[Start of section]
use crate::backend::pool::ConnPool;
use crate::config::Profile;
use crate::protocol::mysql::error_codes::ErrorKind;
use crate::protocol::mysql::packet::packet_reader::PacketReader;
use crate::protocol::mysql::packet::packet_writer::PacketWriter;
use crate::protocol::mysql::packet::writers;
use crate::server::{auth, is_conn_close_err, pipe};

use hashbrown::HashMap;
use std::io;
use std::net::SocketAddr;
use std::sync::atomic::{AtomicU64, Ordering};
use std::sync::{Arc, RwLock};
use std::time::{Duration, Instant};
use tokio::io::{AsyncRead, AsyncWrite};
use tokio::net::{TcpListener, TcpStream};
use tokio::sync::{OwnedSemaphorePermit, Semaphore};
use tokio_util::sync::CancellationToken;
use tokio_util::task::TaskTracker;
use tracing::{debug, info, warn};

/// How long force-closed workers get to observe their cancelled sockets
/// before `run` returns anyway.
const FORCE_CLOSE_GRACE: Duration = Duration::from_secs(2);

/// Read deadline for the courtesy error reply when no backend could be
/// borrowed.
const REJECT_READ_DEADLINE: Duration = Duration::from_secs(2);

/// Live-session record, kept from accept to worker exit.
pub struct TrackedSession {
    pub id: u64,
    pub client_addr: SocketAddr,
    pub backend_addr: Option<SocketAddr>,
    pub started_at: Instant,
    kill: CancellationToken,
}

/// One proxy server: a loopback listener, a bounded worker fleet and the pool
/// feeding it. `run` owns the whole lifecycle including drain and
/// force-close.
pub struct ProxyInstance {
    profile: Arc<Profile>,
    pool: Arc<ConnPool>,
    sessions: RwLock<HashMap<u64, TrackedSession>>,
    next_session_id: AtomicU64,
    conn_limit: Arc<Semaphore>,
    shutdown_timeout: Duration,
}

impl ProxyInstance {
    pub fn new(profile: Arc<Profile>, pool: Arc<ConnPool>, shutdown_timeout: Duration) -> Arc<Self> {
        let max_conns = profile.max_conns;
        Arc::new(Self {
            profile,
            pool,
            sessions: RwLock::new(HashMap::new()),
            next_session_id: AtomicU64::new(0),
            conn_limit: Arc::new(Semaphore::new(max_conns)),
            shutdown_timeout,
        })
    }

    pub fn pool(&self) -> &Arc<ConnPool> {
        &self.pool
    }

    pub async fn run(self: Arc<Self>, ctx: CancellationToken) -> io::Result<()> {
        let listen_addr = self
            .profile
            .listen_socket_addr()
            .map_err(|e| io::Error::new(io::ErrorKind::InvalidInput, e.to_string()))?;
        let listener = TcpListener::bind(listen_addr).await?;
        info!(
            profile = %self.profile.name,
            listen = %listen_addr,
            backend = %self.profile.backend_endpoint(),
            max_conns = self.profile.max_conns,
            db_user = %self.profile.db_user,
            "proxy server listening"
        );

        let workers = TaskTracker::new();
        loop {
            let accepted = tokio::select! {
                _ = ctx.cancelled() => break,
                accepted = listener.accept() => accepted,
            };
            let (stream, peer) = match accepted {
                Ok(pair) => pair,
                Err(e) => {
                    warn!(profile = %self.profile.name, error = %e, "accept failed");
                    continue;
                }
            };
            let permit = tokio::select! {
                _ = ctx.cancelled() => {
                    drop(stream);
                    break;
                }
                permit = Arc::clone(&self.conn_limit).acquire_owned() => match permit {
                    Ok(permit) => permit,
                    Err(_) => break,
                },
            };
            let id = self.next_session_id.fetch_add(1, Ordering::Relaxed) + 1;
            let kill = CancellationToken::new();
            self.track(id, peer, kill.clone());
            let me = Arc::clone(&self);
            workers.spawn(async move { me.handle_conn(id, stream, peer, kill, permit).await });
        }
        // stop accepting before draining
        drop(listener);

        workers.close();
        if tokio::time::timeout(self.shutdown_timeout, workers.wait())
            .await
            .is_err()
        {
            let (active_count, oldest_age_ms) = self.active_summary();
            warn!(
                profile = %self.profile.name,
                active_count,
                oldest_age_ms,
                "shutdown timeout elapsed; force closing live sessions"
            );
            let closed = self.force_close_all();
            debug!(profile = %self.profile.name, closed, "forced socket close");
            let _ = tokio::time::timeout(FORCE_CLOSE_GRACE, workers.wait()).await;
        }
        self.pool.close().await;
        info!(profile = %self.profile.name, "proxy server stopped");
        Ok(())
    }

    async fn handle_conn(
        self: Arc<Self>,
        id: u64,
        stream: TcpStream,
        peer: SocketAddr,
        kill: CancellationToken,
        permit: OwnedSemaphorePermit,
    ) {
        let started = Instant::now();
        info!(profile = %self.profile.name, session = id, client = %peer, "client connection accepted");

        let outcome = tokio::select! {
            _ = kill.cancelled() => Err(io::Error::new(
                io::ErrorKind::ConnectionAborted,
                "session force closed during shutdown",
            )),
            outcome = self.serve(id, stream, &kill) => outcome,
        };

        self.untrack(id);
        let elapsed_ms = started.elapsed().as_millis() as u64;
        match outcome {
            Ok((tx_bytes, rx_bytes)) => {
                info!(
                    profile = %self.profile.name,
                    session = id,
                    client = %peer,
                    tx_bytes,
                    rx_bytes,
                    elapsed_ms,
                    "client session closed"
                );
            }
            Err(e) => {
                warn!(
                    profile = %self.profile.name,
                    session = id,
                    client = %peer,
                    elapsed_ms,
                    error = %e,
                    "client session ended with error"
                );
            }
        }
        // slot released here even if the worker body bailed early
        drop(permit);
    }

    /// Worker body: local handshake, backend borrow, then the raw pipe.
    async fn serve(
        &self,
        id: u64,
        stream: TcpStream,
        kill: &CancellationToken,
    ) -> io::Result<(u64, u64)> {
        let (read_half, write_half) = stream.into_split();
        let mut reader = PacketReader::new(read_half);
        let mut writer = PacketWriter::new(write_half);

        auth::authenticate_client(&self.profile, id, &mut reader, &mut writer).await?;

        let backend = match self.pool.borrow(kill).await {
            Ok(backend) => backend,
            Err(e) => {
                warn!(
                    profile = %self.profile.name,
                    session = id,
                    error = %e,
                    "no backend session available"
                );
                reject_backend_unavailable(&mut reader, &mut writer).await;
                return Err(e);
            }
        };
        self.attach_backend(id, backend.peer());
        debug!(
            profile = %self.profile.name,
            session = id,
            backend = %backend.peer(),
            "forwarding started"
        );

        let outcome = pipe::run_pipe(reader, writer.into_inner(), backend, kill.child_token()).await;
        match outcome.first_error {
            Some(e) if !is_conn_close_err(Some(&e)) => Err(e),
            _ => Ok((outcome.client_to_backend, outcome.backend_to_client)),
        }
    }

    fn track(&self, id: u64, client_addr: SocketAddr, kill: CancellationToken) {
        self.sessions.write().unwrap().insert(
            id,
            TrackedSession {
                id,
                client_addr,
                backend_addr: None,
                started_at: Instant::now(),
                kill,
            },
        );
    }

    fn attach_backend(&self, id: u64, backend_addr: SocketAddr) {
        if let Some(session) = self.sessions.write().unwrap().get_mut(&id) {
            session.backend_addr = Some(backend_addr);
        }
    }

    fn untrack(&self, id: u64) {
        self.sessions.write().unwrap().remove(&id);
    }

    /// (live session count, age of the oldest one in milliseconds)
    pub fn active_summary(&self) -> (usize, u64) {
        let sessions = self.sessions.read().unwrap();
        let oldest_age_ms = sessions
            .values()
            .map(|s| s.started_at.elapsed().as_millis() as u64)
            .max()
            .unwrap_or(0);
        (sessions.len(), oldest_age_ms)
    }

    /// Cancel every live session's sockets. Returns how many sockets were
    /// told to close: client plus backend where one is attached. The snapshot
    /// is taken under the read lock; cancellation happens outside it.
    pub fn force_close_all(&self) -> usize {
        let snapshot: Vec<(CancellationToken, bool)> = {
            let sessions = self.sessions.read().unwrap();
            sessions
                .values()
                .map(|s| (s.kill.clone(), s.backend_addr.is_some()))
                .collect()
        };
        let mut closed = 0;
        for (kill, has_backend) in snapshot {
            kill.cancel();
            closed += 1 + usize::from(has_backend);
        }
        closed
    }
}

/// Best-effort protocol-correct refusal: give the client a moment to send
/// its first command, then answer it with an ERR packet instead of a bare
/// socket close.
async fn reject_backend_unavailable<R, W>(
    reader: &mut PacketReader<R>,
    writer: &mut PacketWriter<W>,
) where
    R: AsyncRead + Send + Unpin,
    W: AsyncWrite + Send + Unpin,
{
    let first_command = tokio::time::timeout(REJECT_READ_DEADLINE, reader.next_async()).await;
    let seq = match first_command {
        Ok(Ok(Some((seq, _)))) => seq,
        _ => 0,
    };
    writer.set_seq(seq.wrapping_add(1));
    let _ = writers::write_err_packet(ErrorKind::ER_UNKNOWN_ERROR, b"backend unavailable", writer)
        .await;
}
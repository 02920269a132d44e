use crate::backend::BackendSession;
use crate::protocol::mysql::packet::packet_reader::PacketReader;
use crate::server::is_conn_close_err;

use std::io;
use tokio::io::{AsyncRead, AsyncReadExt, AsyncWrite, AsyncWriteExt};
use tokio::net::tcp::{OwnedReadHalf, OwnedWriteHalf};
use tokio_util::sync::CancellationToken;

const COPY_BUFFER_SIZE: usize = 16 * 1024;

#[derive(Debug)]
pub struct PipeOutcome {
    pub client_to_backend: u64,
    pub backend_to_client: u64,
    /// first non-benign error from either direction
    pub first_error: Option<io::Error>,
}

/// Bidirectional raw-byte forwarding between an authenticated client and its
/// backend session. Both directions run concurrently; the first one to end
/// (EOF, error, or `done` cancelled from outside) cancels the other, and each
/// direction half-closes its sink on the way out, so both sockets are dead by
/// the time this returns. Errors that only mean "peer hung up" are
/// suppressed.
pub async fn run_pipe(
    client_reader: PacketReader<OwnedReadHalf>,
    client_writer: OwnedWriteHalf,
    backend: BackendSession,
    done: CancellationToken,
) -> PipeOutcome {
    let (backend_reader, backend_writer) = backend.into_parts();

    let c2b = tokio::spawn(copy_direction(client_reader, backend_writer, done.clone()));
    let b2c = tokio::spawn(copy_direction(backend_reader, client_writer, done));
    let (c2b, b2c) = tokio::join!(c2b, b2c);

    let (client_to_backend, c2b_err) =
        c2b.unwrap_or_else(|e| (0, Some(io::Error::other(format!("pipe task failed: {e}")))));
    let (backend_to_client, b2c_err) =
        b2c.unwrap_or_else(|e| (0, Some(io::Error::other(format!("pipe task failed: {e}")))));

    let first_error = [c2b_err, b2c_err]
        .into_iter()
        .flatten()
        .find(|e| !is_conn_close_err(Some(e)));

    PipeOutcome {
        client_to_backend,
        backend_to_client,
        first_error,
    }
}

async fn copy_direction<R, W>(
    mut src: R,
    mut dst: W,
    done: CancellationToken,
) -> (u64, Option<io::Error>)
where
    R: AsyncRead + Unpin,
    W: AsyncWrite + Unpin,
{
    let mut buf = vec![0u8; COPY_BUFFER_SIZE];
    let mut total = 0u64;
    let error = loop {
        let read = tokio::select! {
            _ = done.cancelled() => break None,
            read = src.read(&mut buf) => read,
        };
        match read {
            Ok(0) => break None,
            Ok(n) => {
                if let Err(e) = dst.write_all(&buf[..n]).await {
                    break Some(e);
                }
                total += n as u64;
            }
            Err(e) => break Some(e),
        }
    };
    // stop the opposite direction, then half-close our sink
    done.cancel();
    let _ = dst.shutdown().await;
    (total, error)
}
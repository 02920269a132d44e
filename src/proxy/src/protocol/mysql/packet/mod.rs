pub mod packet_reader;
pub mod packet_writer;
pub mod writers;

use crate::protocol::mysql::constants;
use crate::protocol::mysql::constants::HeaderInfo;
use std::ops::Deref;

use winnow::binary::{le_u24, le_u8};
use winnow::prelude::*;
use winnow::token::take;
use winnow::Partial;

/// `Packet` Represents one logical payload of the MySql wire protocol, with
/// 16M continuation chunks already reassembled.
/// [MySQL Packet](https://dev.mysql.com/doc/dev/mysql-server/latest/page_protocol_basic_packets.html)
#[derive(Clone, Debug)]
pub struct Packet(Vec<u8>);

impl Packet {
    pub fn from_vec(vec: Vec<u8>) -> Self {
        Packet(vec)
    }

    /// See [MySQL EOF_Packet](https://dev.mysql.com/doc/dev/mysql-server/latest/page_protocol_basic_eof_packet.html)
    pub fn is_eof_packet(&self) -> bool {
        let pkt_len = self.0.len();
        !self.0.is_empty() && self.0[0] == (HeaderInfo::EOFHeader as u8) && pkt_len <= 5
    }

    pub fn is_ok_packet(&self) -> bool {
        !self.0.is_empty() && self.0[0] == (HeaderInfo::OKHeader as u8)
    }

    pub fn is_err_packet(&self) -> bool {
        !self.0.is_empty() && self.0[0] == (HeaderInfo::ErrHeader as u8)
    }

    /// AuthSwitchRequest shares the 0xfe header with EOF but always carries a
    /// plugin name, so the length disambiguates.
    pub fn is_auth_switch_packet(&self) -> bool {
        self.0.len() > 5 && self.0[0] == (HeaderInfo::EOFHeader as u8)
    }
}

impl AsRef<[u8]> for Packet {
    fn as_ref(&self) -> &[u8] {
        &self.0
    }
}

impl Deref for Packet {
    type Target = [u8];
    fn deref(&self) -> &Self::Target {
        self.as_ref()
    }
}

fn one_frame(i: Partial<&[u8]>) -> IResult<Partial<&[u8]>, (u8, &[u8])> {
    let (i, length) = le_u24.parse_peek(i)?;
    let (i, seq) = le_u8.parse_peek(i)?;
    let (i, payload) = take(length as usize).parse_peek(i)?;
    Ok((i, (seq, payload)))
}

/// Assemble one logical packet from the head of `i`, following continuation
/// frames while each chunk is exactly `MAX_PAYLOAD_LEN` long. Returns the
/// unconsumed tail, the seq of the final frame and the reassembled payload.
pub fn packet(i: &[u8]) -> IResult<Partial<&[u8]>, (u8, Packet)> {
    let mut input = Partial::new(i);
    let mut assembled: Option<Vec<u8>> = None;
    loop {
        let (rest, (seq, chunk)) = one_frame(input)?;
        input = rest;
        let last = chunk.len() < constants::MAX_PAYLOAD_LEN;
        match assembled {
            Some(ref mut buf) => buf.extend_from_slice(chunk),
            None if last => return Ok((input, (seq, Packet::from_vec(chunk.to_vec())))),
            None => assembled = Some(chunk.to_vec()),
        }
        if last {
            let payload = assembled.take().unwrap_or_default();
            return Ok((input, (seq, Packet::from_vec(payload))));
        }
    }
}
[End of section]
**Task description:** In the listing above, find the line with "let mut buf" and the line with "chunks already reassembled.". Output those two lines and every line between them, exactly as written.

**Reply to the task:**
    let mut buf = vec![0u8; COPY_BUFFER_SIZE];
    let mut total = 0u64;
    let error = loop {
        let read = tokio::select! {
            _ = done.cancelled() => break None,
            read = src.read(&mut buf) => read,
        };
        match read {
            Ok(0) => break None,
            Ok(n) => {
                if let Err(e) = dst.write_all(&buf[..n]).await {
                    break Some(e);
                }
                total += n as u64;
            }
            Err(e) => break Some(e),
        }
    };
    // stop the opposite direction, then half-close our sink
    done.cancel();
    let _ = dst.shutdown().await;
    (total, error)
}
repository 02920269a132d44e
filename src/proxy/src/protocol/mysql/packet/mod.rs
pub mod packet_reader;
pub mod packet_writer;
pub mod writers;

use crate::protocol::mysql::constants;
use crate::protocol::mysql::constants::HeaderInfo;
use std::ops::Deref;

use winnow::binary::{le_u24, le_u8};
use winnow::prelude::*;
use winnow::token::take;
use winnow::Partial;

/// `Packet` Represents one logical payload of the MySql wire protocol, with
/// 16M continuation chunks already reassembled.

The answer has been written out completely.